Some days I feel frazzled. As I sit browsing through a book on homeschooling your teenager, wonder how I am going to get Ben and Jonathan learning anything this year, and watch Leo's feeding tube drip, drip, drip, I can easily feel overwhelmed and wonder what are we doing! If I think ahead more then one day, I can't handle it. My brain literally hurts trying to keep straight all of Leo's appointments, as of now 2 surgeries, and at least 3 therapists coming to our house. Yesterday, our pediatrician recommended we go see yet another specialist. I wanted to ask if this specialist had hours between midnight and two because that was about all the time I had left. Add packing 8 people to go away on a vacation and I am extremely tempted to hide when it is time to leave and send Jeremy on his way with all the kids.

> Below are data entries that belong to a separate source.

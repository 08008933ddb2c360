//! # Database Error Types
//!
//! ## Error Flow
//! ```text
//! ┌─────────────────────────────────────────────────────────────────────────┐
//! │                    Error Propagation                                    │
//! │                                                                         │
//! │  sqlx::Error / serde_json::Error                                       │
//! │       │                                                                 │
//! │       ▼                                                                 │
//! │  DbError (this module) ← Adds context and categorization               │
//! │       │                                                                 │
//! │       ▼                                                                 │
//! │  Register app: session switches to in-memory mode (degraded)           │
//! │                                                                         │
//! └─────────────────────────────────────────────────────────────────────────┘
//! ```

use thiserror::Error;

/// Local storage errors.
#[derive(Debug, Error)]
pub enum DbError {
    /// Entity not found in database.
    #[error("{entity} not found: {id}")]
    NotFound { entity: String, id: String },

    /// Database could not be opened.
    ///
    /// ## When This Occurs
    /// - Data directory cannot be created
    /// - File permissions issue
    /// - Disk full
    #[error("Connection failed: {0}")]
    ConnectionFailed(String),

    /// Migration failed.
    #[error("Migration failed: {0}")]
    MigrationFailed(String),

    /// Query execution failed.
    #[error("Query failed: {0}")]
    QueryFailed(String),

    /// Stored JSON could not be encoded or decoded.
    ///
    /// ## When This Occurs
    /// - Snapshot written by an incompatible version
    /// - Manually edited database file
    #[error("Serialization failed: {0}")]
    Serialization(String),

    /// Pool exhausted (all connections in use).
    #[error("Connection pool exhausted")]
    PoolExhausted,

    /// Internal database error.
    #[error("Internal database error: {0}")]
    Internal(String),
}

impl DbError {
    pub fn not_found(entity: impl Into<String>, id: impl Into<String>) -> Self {
        DbError::NotFound {
            entity: entity.into(),
            id: id.into(),
        }
    }
}

/// ## Error Mapping
/// ```text
/// sqlx::Error::RowNotFound    → DbError::NotFound
/// sqlx::Error::Database       → DbError::QueryFailed
/// sqlx::Error::PoolTimedOut   → DbError::PoolExhausted
/// sqlx::Error::PoolClosed     → DbError::ConnectionFailed
/// Other                       → DbError::Internal
/// ```
impl From<sqlx::Error> for DbError {
    fn from(err: sqlx::Error) -> Self {
        match err {
            sqlx::Error::RowNotFound => DbError::not_found("Record", "unknown"),
            sqlx::Error::Database(db_err) => DbError::QueryFailed(db_err.message().to_string()),
            sqlx::Error::PoolTimedOut => DbError::PoolExhausted,
            sqlx::Error::PoolClosed => DbError::ConnectionFailed("Pool is closed".to_string()),
            _ => DbError::Internal(err.to_string()),
        }
    }
}

impl From<sqlx::migrate::MigrateError> for DbError {
    fn from(err: sqlx::migrate::MigrateError) -> Self {
        DbError::MigrationFailed(err.to_string())
    }
}

impl From<serde_json::Error> for DbError {
    fn from(err: serde_json::Error) -> Self {
        DbError::Serialization(err.to_string())
    }
}

/// Result type for database operations.
pub type DbResult<T> = Result<T, DbError>;

#[cfg(test)]
mod tests {
    use super::*;

    #[test]
    fn test_row_not_found_maps_to_not_found() {
        let err: DbError = sqlx::Error::RowNotFound.into();
        assert!(matches!(err, DbError::NotFound { .. }));

        let err: DbError = sqlx::Error::PoolClosed.into();
        assert_eq!(err.to_string(), "Connection failed: Pool is closed");
    }

    #[test]
    fn test_json_error_maps_to_serialization() {
        let json_err = serde_json::from_str::<serde_json::Value>("{").unwrap_err();
        let err: DbError = json_err.into();
        assert!(matches!(err, DbError::Serialization(_)));
    }
}
//! # Caixa Register Library
//!
//! The register application: wires storage, sync and the operator protocol
//! around the pure logic in `caixa-core`.
//!
//! ## Module Organization
//! ```text
//! caixa_register/
//! ├── lib.rs          ◄─── You are here (startup & run loop)
//! ├── cli.rs          ◄─── Startup args, line protocol, dispatcher
//! ├── state/
//! │   ├── mod.rs      ◄─── State type exports
//! │   ├── register.rs ◄─── Arc<Mutex<Register>>
//! │   ├── store.rs    ◄─── Snapshot persistence, degraded mode
//! │   ├── sync.rs     ◄─── Outbox queueing, backend mirror
//! │   └── config.rs   ◄─── Catalog, reopen policy, db path
//! ├── commands/
//! │   ├── cart.rs     ◄─── Cart Engine commands
//! │   ├── sale.rs     ◄─── Payment and sale finalization
//! │   ├── shift.rs    ◄─── Shift Manager commands and reports
//! │   ├── supplier.rs ◄─── Supplier payments
//! │   ├── withdrawal.rs ◄─ Sangria
//! │   └── sync.rs     ◄─── Sync status
//! └── error.rs        ◄─── API error type for commands
//! ```

pub mod cli;
pub mod commands;
pub mod error;
pub mod state;

use std::path::PathBuf;
use std::sync::Arc;

use caixa_db::{Database, DbConfig};
use caixa_sync::{RemoteBackend, RestBackend, SyncAgent, SyncConfig, SyncMode};
use directories::ProjectDirs;
use tokio::io::{AsyncBufRead, AsyncBufReadExt, AsyncWrite, AsyncWriteExt};
use tracing::{debug, error, info, warn, Level};
use tracing_subscriber::EnvFilter;

use cli::{dispatch, parse_line, Cli, Command, Response};
use state::{AppState, ConfigState, RegisterState, StoreState, SyncState};

/// Runs the register until `quit`, end of input or Ctrl-C.
///
/// ## Startup Sequence
/// ```text
/// ┌─────────────────────────────────────────────────────────────────────────┐
/// │                       Register Startup                                  │
/// │                                                                         │
/// │  1. Initialize Logging ───────────────────────────────────────────────► │
/// │     • tracing-subscriber with env filter, to stderr                     │
/// │     • Default: info,caixa=debug,sqlx=warn; override with RUST_LOG       │
/// │                                                                         │
/// │  2. Load Configuration ───────────────────────────────────────────────► │
/// │     • register.toml + CAIXA_DB_PATH / CAIXA_REOPEN_POLICY               │
/// │     • sync.toml + CAIXA_SYNC_* / CAIXA_BACKEND_*                        │
/// │                                                                         │
/// │  3. Open Database ────────────────────────────────────────────────────► │
/// │     • SQLite with WAL mode, migrations                                  │
/// │     • Failure: in-memory session, sync disabled, degraded               │
/// │                                                                         │
/// │  4. Restore Register ─────────────────────────────────────────────────► │
/// │     • Last snapshot: cart, payment, ledgers, active shift               │
/// │                                                                         │
/// │  5. Start Sync Agent ─────────────────────────────────────────────────► │
/// │     • Initial pass, interval, reconnect, trigger after enqueue          │
/// │                                                                         │
/// │  6. Read Commands ────────────────────────────────────────────────────► │
/// └─────────────────────────────────────────────────────────────────────────┘
/// ```
pub async fn run(cli: Cli) -> anyhow::Result<()> {
    init_tracing();

    info!("Starting Caixa Freitas register");

    let mut config = ConfigState::load(cli.config.clone())?;
    if let Some(db) = &cli.db {
        config.db_path = Some(db.clone());
    }

    let mut sync_config = SyncConfig::load_or_default(cli.sync_config.clone());
    if let Some(endpoint) = &cli.endpoint {
        sync_config.sync.endpoint = Some(endpoint.clone());
    }
    if cli.offline {
        sync_config.sync.mode = SyncMode::Offline;
    }

    let state = build_state(config, sync_config).await;
    info!(degraded = state.store.is_degraded(), "Register ready");

    let stdin = tokio::io::BufReader::new(tokio::io::stdin());
    let stdout = tokio::io::stdout();

    tokio::select! {
        result = serve(&state, stdin, stdout) => result?,
        _ = tokio::signal::ctrl_c() => info!("Interrupted"),
    }

    state.sync.shutdown().await;
    if let Some(db) = state.store.database() {
        db.close().await;
    }

    info!("Register stopped");
    Ok(())
}

/// Opens storage, restores the register and starts sync.
///
/// Never fails: without a database the session runs in memory.
pub async fn build_state(config: ConfigState, sync_config: SyncConfig) -> AppState {
    let db = match open_database(&config).await {
        Ok(db) => Some(db),
        Err(e) => {
            error!(error = %e, "Could not open local database, running in memory");
            None
        }
    };

    let Some(db) = db else {
        return AppState {
            register: RegisterState::new(config.reopen_policy),
            store: StoreState::in_memory(),
            sync: SyncState::disabled(),
            config: Arc::new(config),
        };
    };

    let store = StoreState::new(db.clone());
    let register = match store.load().await {
        Ok(Some(snapshot)) => {
            info!(saved_at = %snapshot.saved_at, "Register state restored");
            RegisterState::restore(snapshot, config.reopen_policy)
        }
        Ok(None) => {
            debug!("No saved register state");
            RegisterState::new(config.reopen_policy)
        }
        Err(e) => {
            warn!(error = %e, "Saved register state unreadable, starting empty");
            RegisterState::new(config.reopen_policy)
        }
    };

    let sync = start_sync(sync_config, db).await;

    AppState {
        register,
        store,
        sync,
        config: Arc::new(config),
    }
}

async fn open_database(config: &ConfigState) -> anyhow::Result<Database> {
    let path = match &config.db_path {
        Some(path) => path.clone(),
        None => default_database_path()?,
    };
    info!(?path, "Database path determined");

    Ok(Database::new(DbConfig::new(path)).await?)
}

async fn start_sync(config: SyncConfig, db: Database) -> SyncState {
    let backend: Option<Arc<dyn RemoteBackend>> = if config.is_sync_enabled() {
        match RestBackend::from_settings(&config.backend, config.request_timeout()) {
            Ok(Some(backend)) => Some(Arc::new(backend)),
            Ok(None) => None,
            Err(e) => {
                warn!(error = %e, "Backend mirror disabled");
                None
            }
        }
    } else {
        None
    };

    let agent = match SyncAgent::new(config, db) {
        Ok(agent) => agent.start().await,
        Err(e) => Err(e),
    };

    match agent {
        Ok(handle) => SyncState::new(Some(handle), backend),
        Err(e) => {
            warn!(error = %e, "Sync agent not started");
            SyncState::new(None, backend)
        }
    }
}

/// Reads commands from `input` and writes one JSON response per line.
pub async fn serve<R, W>(state: &AppState, input: R, mut output: W) -> std::io::Result<()>
where
    R: AsyncBufRead + Unpin,
    W: AsyncWrite + Unpin,
{
    let mut lines = input.lines();

    while let Some(line) = lines.next_line().await? {
        let result = match parse_line(&line) {
            Ok(None) => continue,
            Ok(Some(Command::Quit)) => break,
            Ok(Some(command)) => dispatch(state, command).await,
            Err(e) => Err(e),
        };

        if let Err(e) = &result {
            debug!(code = ?e.code, message = %e.message, "Command rejected");
        }

        let response = Response::build(state, result).await;
        output.write_all(response.to_line().as_bytes()).await?;
        output.write_all(b"\n").await?;
        output.flush().await?;
    }

    Ok(())
}

/// Initializes the tracing subscriber for structured logging.
///
/// Logs go to stderr; stdout carries only command responses.
fn init_tracing() {
    let filter = EnvFilter::try_from_default_env()
        .unwrap_or_else(|_| EnvFilter::new("info,caixa=debug,sqlx=warn"));

    let _ = tracing_subscriber::fmt()
        .with_env_filter(filter)
        .with_max_level(Level::TRACE)
        .with_writer(std::io::stderr)
        .try_init();
}

/// Platform data directory path for the database.
///
/// - **Linux**: `~/.local/share/caixa/caixa.db`
/// - **macOS**: `~/Library/Application Support/br.freitas.caixa/caixa.db`
/// - **Windows**: `%APPDATA%\freitas\caixa\data\caixa.db`
fn default_database_path() -> anyhow::Result<PathBuf> {
    let dirs = ProjectDirs::from("br", "freitas", "caixa")
        .ok_or_else(|| anyhow::anyhow!("Could not determine app data directory"))?;
    Ok(dirs.data_dir().join("caixa.db"))
}

#[cfg(test)]
mod tests {
    use super::*;
    use async_trait::async_trait;
    use caixa_core::{Money, ShiftType, SupplierPaymentSource};
    use caixa_sync::{RemoteSale, RemoteShift, SyncResult};
    use serde_json::Value;
    use std::sync::Mutex;
    use std::time::Duration;

    fn temp_db_path(name: &str) -> PathBuf {
        std::env::temp_dir().join(format!("caixa-register-{}-{}.db", name, std::process::id()))
    }

    fn offline() -> SyncConfig {
        let mut config = SyncConfig::default();
        config.sync.mode = SyncMode::Offline;
        config
    }

    async fn run_script(state: &AppState, script: &str) -> Vec<Value> {
        let mut output = Vec::new();
        serve(state, script.as_bytes(), &mut output).await.unwrap();
        String::from_utf8(output)
            .unwrap()
            .lines()
            .map(|l| serde_json::from_str(l).unwrap())
            .collect()
    }

    #[tokio::test]
    async fn test_serve_script() {
        let (state, _db) = state::tests::test_state().await;

        let responses = run_script(
            &state,
            "start morning\n\nadd Pão de Sal\nqty 1 3\npay cash\nreceive 5,00\nfinalize\nnonsense\nquit\ncart\n",
        )
        .await;

        // Blank line skipped, nothing after quit
        assert_eq!(responses.len(), 7);
        assert!(responses[..6].iter().all(|r| r["ok"] == true));
        assert_eq!(responses[5]["data"]["notice"], "Venda finalizada! Troco: R$ 2,90");
        assert_eq!(responses[6]["ok"], false);
        assert_eq!(responses[6]["error"]["code"], "INVALID_COMMAND");
    }

    #[tokio::test]
    async fn test_state_survives_restart() {
        let path = temp_db_path("restart");
        let _ = std::fs::remove_file(&path);
        let config = ConfigState {
            db_path: Some(path.clone()),
            ..Default::default()
        };

        let state = build_state(config.clone(), offline()).await;
        assert!(!state.store.is_degraded());
        run_script(&state, "start afternoon\nitem 10,00 Bolo\npay cash\nreceive 10\nfinalize\nadd 1\n").await;
        state.sync.shutdown().await;
        state.store.database().unwrap().close().await;

        let state = build_state(config, offline()).await;
        let responses = run_script(&state, "shift\ncart\npending\n").await;

        assert_eq!(responses[0]["data"]["active"]["shift_type"], "afternoon");
        assert_eq!(responses[0]["data"]["cashBalance"], 1000);
        assert_eq!(responses[1]["data"]["items"][0]["name"], "Pão de Sal");
        assert_eq!(responses[2]["data"].as_array().unwrap().len(), 1);

        state.store.database().unwrap().close().await;
        let _ = std::fs::remove_file(&path);
    }

    #[tokio::test]
    async fn test_unopenable_database_runs_in_memory() {
        // The parent "directory" is a regular file.
        let blocker = temp_db_path("blocker");
        std::fs::write(&blocker, b"not a directory").unwrap();
        let config = ConfigState {
            db_path: Some(blocker.join("caixa.db")),
            ..Default::default()
        };

        let state = build_state(config, offline()).await;
        let responses = run_script(&state, "start morning\nother 2,50\npay card\nfinalize\nstatus\n").await;

        assert!(responses.iter().all(|r| r["degraded"] == true));
        assert_eq!(responses[3]["ok"], true);
        assert!(responses[3]["data"]["outboxId"].is_null());
        assert_eq!(responses[4]["data"]["enabled"], false);

        let _ = std::fs::remove_file(&blocker);
    }

    // -------------------------------------------------------------------------
    // Backend mirroring
    // -------------------------------------------------------------------------

    #[derive(Default)]
    struct RecordingBackend {
        calls: Mutex<Vec<String>>,
        open: Mutex<Option<RemoteShift>>,
    }

    impl RecordingBackend {
        fn calls(&self) -> Vec<String> {
            self.calls.lock().unwrap().clone()
        }
    }

    #[async_trait]
    impl RemoteBackend for RecordingBackend {
        async fn create_shift(&self, shift: ShiftType, _opening: Money) -> SyncResult<RemoteShift> {
            let created = RemoteShift {
                id: "1".into(),
                shift_code: shift.remote_code().into(),
                status: Some("aberto".into()),
            };
            *self.open.lock().unwrap() = Some(created.clone());
            self.calls.lock().unwrap().push(format!("shift:{}", shift.remote_code()));
            Ok(created)
        }

        async fn find_open_shift(&self) -> SyncResult<Option<RemoteShift>> {
            Ok(self.open.lock().unwrap().clone())
        }

        async fn close_shift(&self, _id: &str, closing: Money, _notes: Option<&str>) -> SyncResult<()> {
            *self.open.lock().unwrap() = None;
            self.calls.lock().unwrap().push(format!("close:{}", closing.cents()));
            Ok(())
        }

        async fn create_sale(&self, _shift_id: &str, sale: RemoteSale<'_>) -> SyncResult<String> {
            self.calls.lock().unwrap().push(format!("sale:{}", sale.total.cents()));
            Ok("10".into())
        }

        async fn create_withdrawal(&self, _shift_id: &str, amount: Money, _reason: &str) -> SyncResult<()> {
            self.calls.lock().unwrap().push(format!("withdrawal:{}", amount.cents()));
            Ok(())
        }

        async fn create_supplier_payment(
            &self,
            _shift_id: &str,
            _supplier: &str,
            amount: Money,
            _source: SupplierPaymentSource,
        ) -> SyncResult<()> {
            self.calls.lock().unwrap().push(format!("payment:{}", amount.cents()));
            Ok(())
        }
    }

    async fn wait_for_calls(backend: &RecordingBackend, count: usize) -> Vec<String> {
        for _ in 0..200 {
            if backend.calls().len() >= count {
                break;
            }
            tokio::time::sleep(Duration::from_millis(10)).await;
        }
        backend.calls()
    }

    #[tokio::test]
    async fn test_transactions_are_mirrored() {
        let (mut state, _db) = state::tests::test_state().await;
        let backend = Arc::new(RecordingBackend::default());
        state.sync = SyncState::new(
            state.sync.agent().cloned(),
            Some(backend.clone() as Arc<dyn RemoteBackend>),
        );

        // No waiting between commands: the sale right after start must still
        // find the remote shift that start opened.
        run_script(
            &state,
            "start morning\nitem 8,00 Torta\npay cash\nreceive 8\nfinalize\nwithdraw 3\nclose --yes\n",
        )
        .await;
        let calls = wait_for_calls(&backend, 4).await;

        assert_eq!(
            calls,
            vec!["shift:manha", "sale:800", "withdrawal:300", "close:500"]
        );
    }
}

When we began this blog, it was kind of a diary of our journey to bring Jonathan home. We kept blogging. We contemplated stopping, but then someone would be encouraged by something and we would keep going. Because of contacts we have made in the adoption community, we have had the privilege of personally talking on the phone with 2 moms who after our phone conversation and reading our blog have decided to pursue adoption both of little boys missing a limb. It is so cool, that Jonathan has played a part in helping to bring more boys to their forever families.

We also tread a fine line between making adoption look easy and disclosing the reality of everyday life with 6 kids, one with multiple special needs and one who needs to learn to use his prosthetic leg better so he can meet his goal of playing soccer in a month- (yikes, better give that a higher priority).

There is no way we can do this all by ourselves. I throw up my hands at least once a day and call out to God asking for His help. We are so thankful for all the family and friends God has placed in our lives for this season. Both have been invaluable in helping to watch kiddos while I take Leo on a doctor's appointments, watching all the kids so Jeremy and I could go out of a date :), and providing moral and prayer support.

Most days life is full, it is not an easy road we are currently walking. We don't pretend to have it all together, but I wouldn't trade this time and season for anything. It is hard, but we know this place of hard is where God wants us right now. This is the place where we are learning to depend on Him on a deeper level. If life was easy, we may lose the urgency to cry out to God. This road is causing us to focus on the here and now, to not look ahead, but rather like the Israelites, to be thankful for the manna we have been given for today. I realize today's manna will not feed me tomorrow. Tomorrow, I must trust God to send me more manna and I must seek Him to find it.

No, adding to your family is not easy, but when your 10 year old gives you a card that thanks you for adopting 2 boys- you know you must be on the right track. And so we keep chugging on taking one day at a time.